### Exercise requirements
In the data below, one line contains "if self.from.is_some_and(|from| entry.timestamp" and a later one contains "entries.into_iter().filter(|e| self.matches(e)).collect();". Print both, with every line between them, exactly and alone.

### Supplied material
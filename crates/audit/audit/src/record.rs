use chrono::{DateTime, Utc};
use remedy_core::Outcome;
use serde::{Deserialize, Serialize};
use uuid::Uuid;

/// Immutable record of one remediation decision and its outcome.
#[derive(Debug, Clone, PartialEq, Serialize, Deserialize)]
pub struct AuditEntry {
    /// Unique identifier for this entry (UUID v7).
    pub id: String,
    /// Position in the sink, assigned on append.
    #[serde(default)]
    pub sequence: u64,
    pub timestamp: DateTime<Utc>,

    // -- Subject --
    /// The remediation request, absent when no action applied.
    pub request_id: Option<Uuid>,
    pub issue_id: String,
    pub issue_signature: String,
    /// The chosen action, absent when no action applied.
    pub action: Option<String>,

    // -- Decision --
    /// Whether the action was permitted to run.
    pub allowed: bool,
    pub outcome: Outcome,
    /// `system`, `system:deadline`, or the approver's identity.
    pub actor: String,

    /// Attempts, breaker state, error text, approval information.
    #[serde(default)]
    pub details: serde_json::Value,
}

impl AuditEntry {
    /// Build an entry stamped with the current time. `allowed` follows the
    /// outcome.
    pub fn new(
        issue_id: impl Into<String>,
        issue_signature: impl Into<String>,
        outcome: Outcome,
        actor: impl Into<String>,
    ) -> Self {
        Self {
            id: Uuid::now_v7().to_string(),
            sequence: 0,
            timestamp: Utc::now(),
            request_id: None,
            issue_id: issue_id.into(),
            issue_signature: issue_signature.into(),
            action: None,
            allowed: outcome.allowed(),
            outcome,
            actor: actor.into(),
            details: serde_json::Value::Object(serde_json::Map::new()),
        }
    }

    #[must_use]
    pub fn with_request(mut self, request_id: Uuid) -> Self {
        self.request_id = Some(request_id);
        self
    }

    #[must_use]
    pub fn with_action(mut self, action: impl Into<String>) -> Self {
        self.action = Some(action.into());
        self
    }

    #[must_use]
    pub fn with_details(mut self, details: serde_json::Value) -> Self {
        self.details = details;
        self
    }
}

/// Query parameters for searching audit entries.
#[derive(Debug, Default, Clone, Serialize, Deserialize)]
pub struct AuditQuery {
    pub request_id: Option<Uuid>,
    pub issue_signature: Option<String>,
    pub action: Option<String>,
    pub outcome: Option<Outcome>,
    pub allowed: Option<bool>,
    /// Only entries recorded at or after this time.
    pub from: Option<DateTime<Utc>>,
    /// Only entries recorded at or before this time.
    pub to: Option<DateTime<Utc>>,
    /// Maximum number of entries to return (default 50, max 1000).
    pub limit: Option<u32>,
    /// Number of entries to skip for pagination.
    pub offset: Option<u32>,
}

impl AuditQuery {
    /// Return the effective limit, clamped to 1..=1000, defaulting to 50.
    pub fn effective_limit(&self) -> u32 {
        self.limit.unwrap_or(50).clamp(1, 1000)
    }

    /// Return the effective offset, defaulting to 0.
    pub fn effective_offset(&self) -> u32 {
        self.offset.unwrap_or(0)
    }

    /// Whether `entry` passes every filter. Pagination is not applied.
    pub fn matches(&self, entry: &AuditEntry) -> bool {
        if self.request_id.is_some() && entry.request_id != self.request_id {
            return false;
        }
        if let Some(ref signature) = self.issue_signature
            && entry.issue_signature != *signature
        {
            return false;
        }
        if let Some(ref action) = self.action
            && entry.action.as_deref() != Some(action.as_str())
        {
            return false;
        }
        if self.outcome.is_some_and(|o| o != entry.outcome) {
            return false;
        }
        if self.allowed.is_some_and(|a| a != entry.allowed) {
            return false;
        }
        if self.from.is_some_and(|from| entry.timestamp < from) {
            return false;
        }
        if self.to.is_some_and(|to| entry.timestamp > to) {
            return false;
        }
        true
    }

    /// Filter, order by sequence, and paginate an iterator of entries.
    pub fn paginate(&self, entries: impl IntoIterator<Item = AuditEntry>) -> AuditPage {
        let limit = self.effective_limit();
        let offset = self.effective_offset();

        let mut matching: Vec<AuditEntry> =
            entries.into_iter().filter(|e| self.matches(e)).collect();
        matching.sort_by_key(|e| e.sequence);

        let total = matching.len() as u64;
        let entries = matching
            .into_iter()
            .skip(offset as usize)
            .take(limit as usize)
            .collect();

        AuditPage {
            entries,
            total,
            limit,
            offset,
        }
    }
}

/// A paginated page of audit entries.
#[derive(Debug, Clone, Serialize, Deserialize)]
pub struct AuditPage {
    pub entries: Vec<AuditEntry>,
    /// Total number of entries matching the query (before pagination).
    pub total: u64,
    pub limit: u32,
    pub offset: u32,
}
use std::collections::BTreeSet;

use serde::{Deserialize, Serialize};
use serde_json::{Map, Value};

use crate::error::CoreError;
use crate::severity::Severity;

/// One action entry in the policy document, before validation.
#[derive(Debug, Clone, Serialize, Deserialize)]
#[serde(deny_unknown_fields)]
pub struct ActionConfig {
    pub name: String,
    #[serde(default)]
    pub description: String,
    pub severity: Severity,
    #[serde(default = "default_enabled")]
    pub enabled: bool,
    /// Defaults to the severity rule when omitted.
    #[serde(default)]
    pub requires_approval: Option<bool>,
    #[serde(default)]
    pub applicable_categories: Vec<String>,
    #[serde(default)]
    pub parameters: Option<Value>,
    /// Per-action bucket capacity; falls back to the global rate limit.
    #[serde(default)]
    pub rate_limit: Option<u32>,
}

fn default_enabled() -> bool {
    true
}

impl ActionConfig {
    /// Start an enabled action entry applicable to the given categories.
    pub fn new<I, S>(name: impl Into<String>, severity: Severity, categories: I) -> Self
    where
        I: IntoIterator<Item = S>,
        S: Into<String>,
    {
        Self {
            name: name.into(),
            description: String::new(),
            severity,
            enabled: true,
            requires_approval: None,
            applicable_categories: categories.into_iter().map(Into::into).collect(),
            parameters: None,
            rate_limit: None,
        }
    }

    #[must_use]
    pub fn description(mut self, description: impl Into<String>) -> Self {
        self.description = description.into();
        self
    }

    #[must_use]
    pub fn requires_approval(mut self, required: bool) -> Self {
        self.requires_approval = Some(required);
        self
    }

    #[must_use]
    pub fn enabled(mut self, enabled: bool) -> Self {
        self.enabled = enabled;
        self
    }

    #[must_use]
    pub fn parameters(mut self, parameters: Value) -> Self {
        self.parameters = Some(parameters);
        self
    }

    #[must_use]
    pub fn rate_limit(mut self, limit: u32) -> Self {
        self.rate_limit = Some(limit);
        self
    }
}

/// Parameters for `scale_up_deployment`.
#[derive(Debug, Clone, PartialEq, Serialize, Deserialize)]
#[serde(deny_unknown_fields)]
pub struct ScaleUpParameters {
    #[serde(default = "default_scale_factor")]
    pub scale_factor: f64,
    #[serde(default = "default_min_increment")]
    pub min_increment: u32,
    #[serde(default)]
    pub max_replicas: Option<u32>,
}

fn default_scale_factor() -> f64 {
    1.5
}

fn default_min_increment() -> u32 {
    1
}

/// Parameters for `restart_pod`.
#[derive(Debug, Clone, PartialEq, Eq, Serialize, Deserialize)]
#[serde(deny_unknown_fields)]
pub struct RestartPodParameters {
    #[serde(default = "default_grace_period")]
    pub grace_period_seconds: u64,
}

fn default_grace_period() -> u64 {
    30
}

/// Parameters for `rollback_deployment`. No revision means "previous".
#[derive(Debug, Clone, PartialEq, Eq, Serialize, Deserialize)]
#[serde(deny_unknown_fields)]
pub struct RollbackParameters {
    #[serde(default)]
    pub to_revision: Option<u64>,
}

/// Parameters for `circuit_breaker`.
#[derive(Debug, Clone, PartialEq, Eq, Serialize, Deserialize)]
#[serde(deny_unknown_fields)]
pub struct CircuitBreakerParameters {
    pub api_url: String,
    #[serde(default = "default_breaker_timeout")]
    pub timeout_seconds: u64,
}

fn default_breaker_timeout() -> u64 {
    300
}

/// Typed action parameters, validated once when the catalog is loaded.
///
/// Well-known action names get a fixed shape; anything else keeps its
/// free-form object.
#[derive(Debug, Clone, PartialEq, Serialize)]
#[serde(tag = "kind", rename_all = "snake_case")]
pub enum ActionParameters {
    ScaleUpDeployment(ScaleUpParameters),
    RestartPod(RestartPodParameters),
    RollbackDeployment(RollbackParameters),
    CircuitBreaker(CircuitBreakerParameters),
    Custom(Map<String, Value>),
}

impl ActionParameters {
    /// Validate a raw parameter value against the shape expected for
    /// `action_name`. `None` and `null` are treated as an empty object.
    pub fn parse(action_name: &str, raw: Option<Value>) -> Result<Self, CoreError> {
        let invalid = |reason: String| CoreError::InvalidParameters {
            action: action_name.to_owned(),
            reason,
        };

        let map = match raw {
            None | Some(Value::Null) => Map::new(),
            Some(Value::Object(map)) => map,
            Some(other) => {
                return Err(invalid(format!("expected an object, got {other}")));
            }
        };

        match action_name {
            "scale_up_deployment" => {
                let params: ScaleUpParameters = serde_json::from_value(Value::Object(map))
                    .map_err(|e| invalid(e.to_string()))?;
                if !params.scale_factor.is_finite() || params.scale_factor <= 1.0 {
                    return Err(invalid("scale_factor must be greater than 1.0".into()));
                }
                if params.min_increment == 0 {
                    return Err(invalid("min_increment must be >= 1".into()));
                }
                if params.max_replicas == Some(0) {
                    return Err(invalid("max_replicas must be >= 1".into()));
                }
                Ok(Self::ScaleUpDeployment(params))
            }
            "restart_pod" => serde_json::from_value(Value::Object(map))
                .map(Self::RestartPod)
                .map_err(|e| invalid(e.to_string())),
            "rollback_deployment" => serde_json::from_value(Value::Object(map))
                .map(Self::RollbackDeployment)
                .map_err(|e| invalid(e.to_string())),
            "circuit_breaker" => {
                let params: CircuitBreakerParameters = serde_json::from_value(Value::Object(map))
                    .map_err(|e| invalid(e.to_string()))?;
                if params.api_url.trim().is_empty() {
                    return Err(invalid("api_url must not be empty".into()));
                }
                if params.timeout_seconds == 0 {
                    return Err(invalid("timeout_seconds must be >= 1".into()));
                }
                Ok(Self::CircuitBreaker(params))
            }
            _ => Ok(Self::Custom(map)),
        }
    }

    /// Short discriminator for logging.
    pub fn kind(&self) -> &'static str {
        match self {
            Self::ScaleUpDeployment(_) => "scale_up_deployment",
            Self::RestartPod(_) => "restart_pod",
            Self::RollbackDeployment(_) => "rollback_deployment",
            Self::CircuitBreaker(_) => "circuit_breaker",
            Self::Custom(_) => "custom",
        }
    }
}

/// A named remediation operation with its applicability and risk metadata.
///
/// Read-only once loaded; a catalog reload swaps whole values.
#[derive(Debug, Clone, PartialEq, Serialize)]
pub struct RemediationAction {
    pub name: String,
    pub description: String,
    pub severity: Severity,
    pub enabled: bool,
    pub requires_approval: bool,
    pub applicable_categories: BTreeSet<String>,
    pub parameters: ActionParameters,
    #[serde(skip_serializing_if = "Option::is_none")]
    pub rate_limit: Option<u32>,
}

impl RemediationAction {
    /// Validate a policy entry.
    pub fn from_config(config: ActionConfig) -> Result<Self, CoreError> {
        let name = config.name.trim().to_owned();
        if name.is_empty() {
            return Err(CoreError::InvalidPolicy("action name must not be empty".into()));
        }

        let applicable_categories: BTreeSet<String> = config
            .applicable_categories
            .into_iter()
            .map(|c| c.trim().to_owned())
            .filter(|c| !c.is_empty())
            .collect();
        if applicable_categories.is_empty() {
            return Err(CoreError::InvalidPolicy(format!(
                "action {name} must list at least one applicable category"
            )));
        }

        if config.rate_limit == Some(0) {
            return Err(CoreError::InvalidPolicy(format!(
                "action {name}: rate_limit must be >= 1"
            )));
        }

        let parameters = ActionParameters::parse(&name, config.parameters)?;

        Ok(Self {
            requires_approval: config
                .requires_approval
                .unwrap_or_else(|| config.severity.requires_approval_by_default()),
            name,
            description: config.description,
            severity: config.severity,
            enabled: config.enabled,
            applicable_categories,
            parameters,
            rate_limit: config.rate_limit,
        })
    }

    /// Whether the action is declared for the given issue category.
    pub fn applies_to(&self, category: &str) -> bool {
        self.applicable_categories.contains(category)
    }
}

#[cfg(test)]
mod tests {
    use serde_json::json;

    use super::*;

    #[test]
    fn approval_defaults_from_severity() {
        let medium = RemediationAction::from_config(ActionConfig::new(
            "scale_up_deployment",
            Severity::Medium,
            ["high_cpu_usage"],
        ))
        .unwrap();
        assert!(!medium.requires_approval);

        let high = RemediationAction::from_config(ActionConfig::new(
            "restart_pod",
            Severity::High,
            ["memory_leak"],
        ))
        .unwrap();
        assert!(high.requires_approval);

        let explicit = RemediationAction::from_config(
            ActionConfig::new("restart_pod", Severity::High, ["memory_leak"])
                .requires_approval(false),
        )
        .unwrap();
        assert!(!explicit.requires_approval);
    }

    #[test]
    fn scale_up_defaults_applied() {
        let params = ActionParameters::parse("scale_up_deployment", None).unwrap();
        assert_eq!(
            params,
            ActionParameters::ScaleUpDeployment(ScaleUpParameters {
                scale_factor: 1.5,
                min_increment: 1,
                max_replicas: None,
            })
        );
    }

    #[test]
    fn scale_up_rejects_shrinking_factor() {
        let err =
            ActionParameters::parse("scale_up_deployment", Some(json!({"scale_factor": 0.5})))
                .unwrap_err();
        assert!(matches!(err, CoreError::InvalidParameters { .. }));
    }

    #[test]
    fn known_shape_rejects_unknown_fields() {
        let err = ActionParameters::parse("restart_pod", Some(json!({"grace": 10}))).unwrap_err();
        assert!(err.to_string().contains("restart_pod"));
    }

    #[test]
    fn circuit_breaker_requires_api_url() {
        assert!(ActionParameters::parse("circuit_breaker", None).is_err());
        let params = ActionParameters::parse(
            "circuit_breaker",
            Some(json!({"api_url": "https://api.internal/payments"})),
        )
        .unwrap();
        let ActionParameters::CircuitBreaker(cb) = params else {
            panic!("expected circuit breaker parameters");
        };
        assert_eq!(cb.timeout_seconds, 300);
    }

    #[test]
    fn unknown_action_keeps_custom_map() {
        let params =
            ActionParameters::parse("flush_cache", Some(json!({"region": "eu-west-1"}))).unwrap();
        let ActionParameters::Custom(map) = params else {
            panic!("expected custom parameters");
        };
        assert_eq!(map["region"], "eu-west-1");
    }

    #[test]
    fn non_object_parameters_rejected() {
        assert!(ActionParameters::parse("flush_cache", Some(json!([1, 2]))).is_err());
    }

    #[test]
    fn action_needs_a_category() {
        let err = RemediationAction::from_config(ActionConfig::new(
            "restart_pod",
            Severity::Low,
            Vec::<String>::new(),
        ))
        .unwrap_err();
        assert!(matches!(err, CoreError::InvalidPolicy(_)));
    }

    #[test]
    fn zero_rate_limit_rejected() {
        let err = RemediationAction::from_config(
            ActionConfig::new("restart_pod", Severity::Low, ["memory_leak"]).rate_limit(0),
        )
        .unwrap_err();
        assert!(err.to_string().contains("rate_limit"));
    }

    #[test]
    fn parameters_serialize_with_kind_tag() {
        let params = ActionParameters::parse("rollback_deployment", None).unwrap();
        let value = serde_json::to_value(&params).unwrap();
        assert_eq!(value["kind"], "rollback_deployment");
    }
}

### Response to this exercise
        if self.from.is_some_and(|from| entry.timestamp < from) {
            return false;
        }
        if self.to.is_some_and(|to| entry.timestamp > to) {
            return false;
        }
        true
    }

    /// Filter, order by sequence, and paginate an iterator of entries.
    pub fn paginate(&self, entries: impl IntoIterator<Item = AuditEntry>) -> AuditPage {
        let limit = self.effective_limit();
        let offset = self.effective_offset();

        let mut matching: Vec<AuditEntry> =
            entries.into_iter().filter(|e| self.matches(e)).collect();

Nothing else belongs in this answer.